Bokezu are great aren't they! I love the pics on her website. I haven't looked for a while, do they still have 6 or 7 Vizslas or have they downsized????  Great dogs too BTW, they are a very good breeder.


----------



## hotmischief (Mar 11, 2012)

Welcome to the forum, and don't forget to post some pictures of your pup when you get him - we love pictures on this forum.

A kibble for all stages of life is much better for your puppy than 'puppy kibble". Puppy kibble is not good for large or giant breeds as it makes them grow too fast, which can cause health problems later in life.


----------



## yheywood (Feb 20, 2013)

Thanks so much for the reply! Do you feed your dogs predominantly raw?

I'm not sure how many dogs they have at the moment, but her Facebook page is constantly being updated with pictures and stuff of the new litter.
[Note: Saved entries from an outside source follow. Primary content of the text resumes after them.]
//! The analysis report and its serialization.
//!
//! Views are kept strongly typed in [`AnalysisReport`]; [`AnalysisReport::into_value`]
//! lowers them to a [`Value`] tree (unknown numbers become NaN) and sanitizes it,
//! so the emitted JSON never contains NaN or infinities.

mod sanitize;
mod sections;
mod value;

pub use sanitize::{contains_non_finite, sanitize};
pub use sections::{ISO_DATE_FORMAT, best_value, per_field_value, weekday_value};
pub use value::Value;

use crate::error::Result;
use crate::types::{
    BestPerformances, DescriptiveMatrix, Histogram, PerField, TimeSeriesData, Totals,
    WeekdayPace, YearlyTable,
};
use serde::Serialize;

/// Every view computed for one dataset.
#[derive(Debug, Clone, PartialEq)]
pub struct AnalysisReport {
    pub desc_matrix: DescriptiveMatrix,
    pub avg_pace_day_week: Vec<WeekdayPace>,
    pub totals: Totals,
    pub yearly_statistics: PerField<YearlyTable>,
    pub histogram_data: PerField<Histogram>,
    pub time_series_data: TimeSeriesData,
    pub best_perf: Vec<BestPerformances>,
}

impl AnalysisReport {
    /// The report tree before sanitization; unknown numbers are NaN.
    pub fn to_value(&self) -> Value {
        Value::map([
            ("desc_matrix", Value::from(&self.desc_matrix)),
            ("avg_pace_day_week", weekday_value(&self.avg_pace_day_week)),
            ("totals", Value::from(&self.totals)),
            (
                "yearly_statistics",
                per_field_value(&self.yearly_statistics, |table| Value::from(table)),
            ),
            (
                "histogram_data",
                per_field_value(&self.histogram_data, |hist| Value::from(hist)),
            ),
            ("time_series_data", Value::from(&self.time_series_data)),
            ("best_perf", best_value(&self.best_perf)),
        ])
    }

    /// The sanitized report tree.
    pub fn into_value(self) -> Value {
        sanitize(self.to_value())
    }

    pub fn to_json(&self) -> Result<String> {
        Ok(serde_json::to_string(&sanitize(self.to_value()))?)
    }

    pub fn to_json_pretty(&self) -> Result<String> {
        Ok(serde_json::to_string_pretty(&sanitize(self.to_value()))?)
    }
}

impl Serialize for AnalysisReport {
    fn serialize<S>(&self, serializer: S) -> std::result::Result<S::Ok, S::Error>
    where
        S: serde::Serializer,
    {
        sanitize(self.to_value()).serialize(serializer)
    }
}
They are such good looking dogs! We're really excited for the new addition to the family!


----------



## yheywood (Feb 20, 2013)

hotmischief said:


> Welcome to the forum, and don't forget to post some pictures of your pup when you get him - we love pictures on this forum.
> 
> A kibble for all stages of life is much better for your puppy than 'puppy kibble". Puppy kibble is not good for large or giant breeds as it makes them grow too fast, which can cause health problems later in life.


Thank you also for your input!

I'm thinking we'll go for the all stages kibble (TOTW), and supplement with raw as Oksar stated. 

What do you feed your dogs? And if it includes dry food, what brand do you use? 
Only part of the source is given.